SÃO PAULO, SP (FOLHAPRESS) – Tarsila está despedaçada numa mesa. Suas partes são limpas e reunidas por quatro mulheres, preocupadas em não trocar nada de lugar. Portinari, Ohtake e Segall estão ao lado, imóveis. A cena se passa no Museu de Arte Brasileira da Faap (Fundação Armando Alvares Penteado), em São Paulo, na tarde da última quinta-feira (11).
Trata-se da reforma de vitrais assinados por alguns dos mais famosos artistas plásticos brasileiros do século passado. As obras, 59 ao todo, enfeitam o saguão do edifício desde 1960, expostas num grande painel idealizado pela artista Claudia Andujar.

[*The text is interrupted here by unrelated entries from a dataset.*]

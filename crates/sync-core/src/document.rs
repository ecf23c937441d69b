//! DocumentHost trait for the external text document.
//!
//! The host owns the text and its revision counter; the synchronizer only
//! observes changes and proposes whole-document replacements.
//!
//! Implementations:
//! - `InMemoryDocument` - For testing
//! - `FileDocument` (in sync-daemon) - a buffer over a file on disk

use crate::events::EventBus;
use async_trait::async_trait;
use std::sync::{Arc, RwLock};
use thiserror::Error;

#[derive(Debug, Error)]
pub enum DocumentError {
    #[error("Host rejected the edit: {0}")]
    Rejected(String),

    #[error("IO error: {0}")]
    Io(String),

    #[error("Document is closed")]
    Closed,
}

pub type Result<T> = std::result::Result<T, DocumentError>;

/// Stable identity of a document: scheme plus path.
#[derive(Debug, Clone, PartialEq, Eq, Hash)]
pub struct DocumentUri {
    pub scheme: String,
    pub path: String,
}

impl DocumentUri {
    pub fn new(scheme: impl Into<String>, path: impl Into<String>) -> Self {
        Self {
            scheme: scheme.into(),
            path: path.into(),
        }
    }

    /// A `file` URI for a local path.
    pub fn file(path: impl Into<String>) -> Self {
        Self::new("file", path)
    }

    /// Parse `scheme:path`; text without a scheme is treated as a file path.
    pub fn parse(text: &str) -> Self {
        match text.split_once(':') {
            // Single letters are drive prefixes, not schemes
            Some((scheme, rest)) if scheme.len() > 1 && is_scheme(scheme) => {
                Self::new(scheme, rest.trim_start_matches("//"))
            }
            _ => Self::file(text),
        }
    }

    /// File name part of the path.
    pub fn file_name(&self) -> &str {
        self.path.rsplit(['/', '\\']).next().unwrap_or(&self.path)
    }

    /// Whether this document lives on a scheme in `read_only_schemes`.
    pub fn is_read_only(&self, read_only_schemes: &[String]) -> bool {
        read_only_schemes.iter().any(|s| s == &self.scheme)
    }
}

fn is_scheme(text: &str) -> bool {
    text.chars().next().is_some_and(|c| c.is_ascii_alphabetic())
        && text
            .chars()
            .all(|c| c.is_ascii_alphanumeric() || matches!(c, '+' | '-' | '.'))
}

impl std::fmt::Display for DocumentUri {
    fn fmt(&self, f: &mut std::fmt::Formatter<'_>) -> std::fmt::Result {
        write!(f, "{}://{}", self.scheme, self.path)
    }
}

/// One contiguous edit, in byte offsets of the previous text.
#[derive(Debug, Clone, PartialEq, Eq)]
pub struct TextChange {
    pub offset: usize,
    pub removed: usize,
    pub inserted: String,
}

impl TextChange {
    /// A change replacing all of `old` with `new`.
    pub fn whole(old: &str, new: &str) -> Self {
        Self {
            offset: 0,
            removed: old.len(),
            inserted: new.to_string(),
        }
    }
}

/// Events emitted by a document host.
#[derive(Debug, Clone, PartialEq, Eq)]
pub enum DocumentEvent {
    /// The text changed. `changes` may be empty when the host only touched
    /// metadata (dirty flag, save state).
    Changed {
        revision: u64,
        text: String,
        changes: Vec<TextChange>,
    },
}

/// The text-editing surface that owns the document.
#[async_trait]
pub trait DocumentHost: Send + Sync {
    fn uri(&self) -> &DocumentUri;

    /// Current revision; bumped on every content change.
    fn revision(&self) -> u64;

    /// Full current text.
    async fn text(&self) -> Result<String>;

    /// Replace the entire text.
    async fn replace_text(&self, text: &str) -> Result<()>;

    /// Persist the current text.
    async fn save(&self) -> Result<()>;

    /// Event stream of this document.
    fn events(&self) -> Arc<EventBus<DocumentEvent>>;
}

struct Buffer {
    text: String,
    revision: u64,
    saved: Option<String>,
}

/// In-memory document for testing.
pub struct InMemoryDocument {
    uri: DocumentUri,
    buffer: RwLock<Buffer>,
    events: Arc<EventBus<DocumentEvent>>,
    reject_edits: RwLock<Option<String>>,
}

impl InMemoryDocument {
    pub fn new(uri: DocumentUri, text: &str) -> Self {
        Self {
            uri,
            buffer: RwLock::new(Buffer {
                text: text.to_string(),
                revision: 0,
                saved: None,
            }),
            events: Arc::new(EventBus::new()),
            reject_edits: RwLock::new(None),
        }
    }

    /// Simulate a user edit: update the text and emit a change event.
    pub fn edit(&self, text: &str) {
        let event = {
            let mut buffer = self.buffer.write().unwrap_or_else(|e| e.into_inner());
            let change = TextChange::whole(&buffer.text, text);
            buffer.text = text.to_string();
            buffer.revision += 1;
            DocumentEvent::Changed {
                revision: buffer.revision,
                text: text.to_string(),
                changes: vec![change],
            }
        };
        self.events.emit(event);
    }

    /// Make `replace_text` fail with `reason` (None to accept again).
    pub fn reject_edits(&self, reason: Option<&str>) {
        *self.reject_edits.write().unwrap_or_else(|e| e.into_inner()) = reason.map(String::from);
    }

    /// Text written by the last `save`.
    pub fn saved_text(&self) -> Option<String> {
        self.buffer
            .read()
            .unwrap_or_else(|e| e.into_inner())
            .saved
            .clone()
    }

    /// Current text without going through the async trait.
    pub fn current_text(&self) -> String {
        self.buffer
            .read()
            .unwrap_or_else(|e| e.into_inner())
            .text
            .clone()
    }
}

#[async_trait]
impl DocumentHost for InMemoryDocument {
    fn uri(&self) -> &DocumentUri {
        &self.uri
    }

    fn revision(&self) -> u64 {
        self.buffer
            .read()
            .unwrap_or_else(|e| e.into_inner())
            .revision
    }

    async fn text(&self) -> Result<String> {
        Ok(self.current_text())
    }

    async fn replace_text(&self, text: &str) -> Result<()> {
        if let Some(reason) = self
            .reject_edits
            .read()
            .unwrap_or_else(|e| e.into_inner())
            .clone()
        {
            return Err(DocumentError::Rejected(reason));
        }
        self.edit(text);
        Ok(())
    }

    async fn save(&self) -> Result<()> {
        let mut buffer = self.buffer.write().unwrap_or_else(|e| e.into_inner());
        buffer.saved = Some(buffer.text.clone());
        Ok(())
    }

    fn events(&self) -> Arc<EventBus<DocumentEvent>> {
        Arc::clone(&self.events)
    }
}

Ela, naturalista, também deixou sua contribuição: criou “cipós” em vidro leitoso, o mesmo usado em bolas de gude, para abraçar o repertório dos colegas.
Em fevereiro deste ano, a estrutura de chumbo que sustenta as peças sofreu trincas, fissuras e rachaduras por abalos causados por obras da linha 6-laranja do metrô. O ramal ainda sem previsão de entrega ligará a futura estação Brasilândia, na zona norte, à São Bento, no centro.
A perceber os estragos, a Faap diz ter acionado a concessionária LinhaUni, da espanhola Acciona, responsável pelo canteiro, e obtido aproximadamente R$ 500 mil para custear os reparos. À Folha, porém, a LinhaUni negou qualquer dano associado a seu empreendimento e declarou apenas ter financiado, preventivamente, revestimentos de borracha nas molduras dos vitrais, considerando sua “importância histórica e cultural”.
Os reparos começaram ainda em fevereiro. A Faap aplicou a verba na proteção emborrachada, sim, mas também na troca da estrutura de chumbo danificada e, já aproveitando o embalo, na restauro de todos os vitrais. Para isso, a fundação contratou Antônio Sarasá, o restaurador mais badalado de São Paulo. Ele contou à reportagem como o trabalho é feito.
Uma a uma, as criações são retiradas e desmontadas. Suas estruturas consistem em partes de vidro ligadas à solda de chumbo, sendo feitas assim desde a Idade Média. Depois, os fragmentos são lavados com produtos especiais para retirar a camada de sujeira acumulada durante décadas, sem agredir a pintura original. A etapa seguinte é a remontagem e a devolução das obras a seus espaços.
O reparo de um vitral pode levar até dois dias, a depender da complexidade de sua composição. O processo é acompanhado de perto por dirigentes da Faap atentos a cada toque na coletânea.
“Os vitrais são de valor inestimável. Sem contar o valor sentimental. Por isso a restauração virou uma prioridade. Sempre foi um compromisso nosso zelar pelo patrimônio arquitetônico, artístico e cultural da fundação, que também é de São Paulo e do Brasil”, diz Celita de Carvalho, presidente do conselho de curadores da Faap.
Das 59 produções, 22 estão prontas para voltar à exibição. Algumas delas são de Lasar Segall, facilmente reconhecidas por seu geometrismo diagonal. Tomie Ohtake, em suas figuras espaciais, é outra rejuvenescida. A negritude expressionista retratada por Di Cavalcanti segue aguardando pelas mãos cuidadosas da equipe de manutenção, assim como a natureza vibrante de Tarsila do Amaral.
Lá, ainda estão projetos de Bruno Giorgi, Antônio Gomide, Samson Flexo, Fulvio Pennacchi e Carlos Lemos. Este, aos 99 anos, fez questão de visitar sua obra após o restauro, na última semana. Vendo o resultado, chorou.
Há, porém, uma curiosidade sobre o acervo. Os artistas nele só desenharam suas ideias, a execução foi de Conrado Sorgenicht, considerado o papa dos vitralistas brasileiros. Ele e sua família, originários da Alemanha e radicada em São Paulo desde 1888, são responsáveis pelos vitrais da Catedral da Sé, do Theatro Municipal, do Mercadão e da Faculdade de Direito do Largo São Francisco.
O painel da Faap deve estar pronto até o próximo dia 25. Isso porque, em maio, o Museu de Arte Brasileira recebe uma exposição de Salvador Dalí, pintor espanhol ícone do surrealismo.